Elon Musk constructed his personal mythology around a pair of weighty accomplishments: building actual, stable businesses around both rockets and electric cars.
So far, he has yet to accomplish the same thing around his AI business. According to documents obtained by Bloomberg, xAI recorded a net loss of $1.46 billion over the third quarter of 2025. That’s an even worse loss than previous months — in the first quarter of 2025, for example, the company’s net loss was roughly $1 billion, and it’s shredded $7.8 billion in cash over the last year, according to documents obtained by the publication.
It’s in good company. Every major AI company is currently losing money hand over fist on the tech. Like its peers, xAI insists that pattern is temporary; per Bloomberg, its executives told investors in a recent earnings call that the company has the resources to “continue spending aggressively.”

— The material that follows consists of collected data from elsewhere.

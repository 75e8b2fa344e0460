//! File watcher for watch mode.
//!
//! Watches a set of files (the input image, and the board file if one is
//! configured) and reports debounced change events. Editors often write a
//! file in several steps, so events are collected for a short window before
//! one is emitted.

use notify::{Config, RecommendedWatcher, RecursiveMode, Watcher};
use std::collections::HashSet;
use std::fs;
use std::path::{Path, PathBuf};
use std::time::Duration;
use tokio::sync::mpsc;

const DEBOUNCE: Duration = Duration::from_millis(200);

/// Event sent when watched files change
#[derive(Debug, Clone)]
pub struct FileChangeEvent {
    /// Watched paths that changed
    pub paths: Vec<PathBuf>,
}

/// Watches individual files by watching their parent directories
pub struct FileWatcher {
    receiver: mpsc::Receiver<FileChangeEvent>,
    /// Handle to the watcher (kept alive)
    _watcher: RecommendedWatcher,
}

impl FileWatcher {
    /// Start watching `files`. Must be called from within a tokio runtime.
    pub fn new(files: &[PathBuf]) -> Result<Self, notify::Error> {
        let targets: HashSet<PathBuf> = files.iter().map(|p| canonical(p)).collect();
        let dirs: HashSet<PathBuf> = targets
            .iter()
            .filter_map(|p| p.parent().map(Path::to_path_buf))
            .collect();

        let (raw_tx, mut raw_rx) = mpsc::channel::<PathBuf>(100);
        let (tx, rx) = mpsc::channel::<FileChangeEvent>(16);

        // Debounce: after the first change, collect everything that arrives
        // within the window and send one event.
        tokio::spawn(async move {
            while let Some(first) = raw_rx.recv().await {
                let mut pending = HashSet::from([first]);
                tokio::time::sleep(DEBOUNCE).await;
                while let Ok(path) = raw_rx.try_recv() {
                    pending.insert(path);
                }
                let mut paths: Vec<PathBuf> = pending.into_iter().collect();
                paths.sort();
                tracing::debug!(paths = ?paths, "Files changed (debounced)");
                if tx.send(FileChangeEvent { paths }).await.is_err() {
                    break;
                }
            }
        });

        let mut watcher = RecommendedWatcher::new(
            move |res: Result<notify::Event, notify::Error>| {
                if let Ok(event) = res {
                    if !(event.kind.is_modify() || event.kind.is_create()) {
                        return;
                    }
                    for path in event.paths {
                        let path = canonical(&path);
                        if targets.contains(&path) {
                            let _ = raw_tx.blocking_send(path);
                        }
                    }
                }
            },
            Config::default(),
        )?;

        for dir in &dirs {
            watcher.watch(dir, RecursiveMode::NonRecursive)?;
            tracing::info!(path = %dir.display(), "File watcher started");
        }

        Ok(Self {
            receiver: rx,
            _watcher: watcher,
        })
    }

    /// Wait for the next batch of changes. `None` once the watcher has stopped.
    pub async fn changed(&mut self) -> Option<FileChangeEvent> {
        self.receiver.recv().await
    }
}

fn canonical(path: &Path) -> PathBuf {
    fs::canonicalize(path).unwrap_or_else(|_| path.to_path_buf())
}
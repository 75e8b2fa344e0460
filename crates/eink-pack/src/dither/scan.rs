//! Row traversal order for error diffusion.

use super::kernel::Kernel;

/// Order in which the pixels of a row are visited.
#[derive(Debug, Clone, Copy, PartialEq, Eq)]
pub enum ScanOrder {
    /// Every row left to right.
    Raster,
    /// Even rows left to right, odd rows right to left, with the kernel
    /// mirrored on the reversed rows.
    Serpentine,
}

impl ScanOrder {
    /// The order a kernel asks for.
    pub fn preferred_by(kernel: &Kernel) -> Self {
        if kernel.serpentine {
            ScanOrder::Serpentine
        } else {
            ScanOrder::Raster
        }
    }

    /// Whether row `y` is traversed right to left.
    #[inline]
    pub fn is_reversed(self, y: usize) -> bool {
        matches!(self, ScanOrder::Serpentine) && y % 2 == 1
    }

    /// Column indices of row `y` in visiting order.
    pub fn columns(self, y: usize, width: usize) -> impl Iterator<Item = usize> {
        let reversed = self.is_reversed(y);
        (0..width).map(move |i| if reversed { width - 1 - i } else { i })
    }

    /// Effective column offset of a tap on row `y`.
    #[inline]
    pub fn mirror(self, y: usize, dx: i32) -> i32 {
        if self.is_reversed(y) {
            -dx
        } else {
            dx
        }
    }
}
//! Latest-request-wins bookkeeping for conversions run off the caller's
//! thread.
//!
//! Conversions are never interrupted. Each request takes a [`Ticket`] when
//! it is submitted; when its result comes back the ticket is checked, and a
//! result whose ticket has been superseded is dropped.

use std::sync::atomic::{AtomicU64, Ordering};

/// Monotonic token attached to one conversion request.
#[derive(Debug, Clone, Copy, PartialEq, Eq, PartialOrd, Ord, Hash)]
pub struct Ticket(u64);

impl Ticket {
    pub fn get(self) -> u64 {
        self.0
    }
}

/// Issues tickets and answers whether one is still the latest.
///
/// Shareable across threads (`&self` everywhere); wrap in an `Arc` to hand
/// it to workers.
///
/// ```
/// use eink_pack::RequestSequencer;
///
/// let seq = RequestSequencer::new();
/// let first = seq.issue();
/// let second = seq.issue();
/// assert!(!seq.is_current(first));
/// assert_eq!(seq.accept(second, "result"), Some("result"));
/// ```
#[derive(Debug, Default)]
pub struct RequestSequencer {
    latest: AtomicU64,
}

impl RequestSequencer {
    pub fn new() -> Self {
        Self::default()
    }

    /// Take the next ticket. Every earlier ticket stops being current.
    pub fn issue(&self) -> Ticket {
        Ticket(self.latest.fetch_add(1, Ordering::AcqRel) + 1)
    }

    /// Most recently issued ticket, if any.
    pub fn latest(&self) -> Option<Ticket> {
        match self.latest.load(Ordering::Acquire) {
            0 => None,
            n => Some(Ticket(n)),
        }
    }

    pub fn is_current(&self, ticket: Ticket) -> bool {
        self.latest.load(Ordering::Acquire) == ticket.0
    }

    /// Pass `result` through if `ticket` is still current, drop it otherwise.
    pub fn accept<T>(&self, ticket: Ticket, result: T) -> Option<T> {
        if self.is_current(ticket) {
            Some(result)
        } else {
            tracing::debug!(
                ticket = ticket.0,
                latest = self.latest.load(Ordering::Acquire),
                "discarding stale conversion result"
            );
            None
        }
    }
}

Eventually, they promised, the company will build “self-sufficient AI” that can power Tesla’s Optimus robots. Like xAI, Tesla’s stuttering Optimus program is eons away from ever turning a profit — or even from hitting the market, for that matter.
The financial news comes as xAI announces plans to build yet another massive data center, this time in Southaven, Mississippi. With a price tag of $20 billion, it would be the largest private investment in the state’s history — and like previous xAI data centers in Memphis, Tennessee, it will no doubt be a massive headache for its unfortunate neighbors.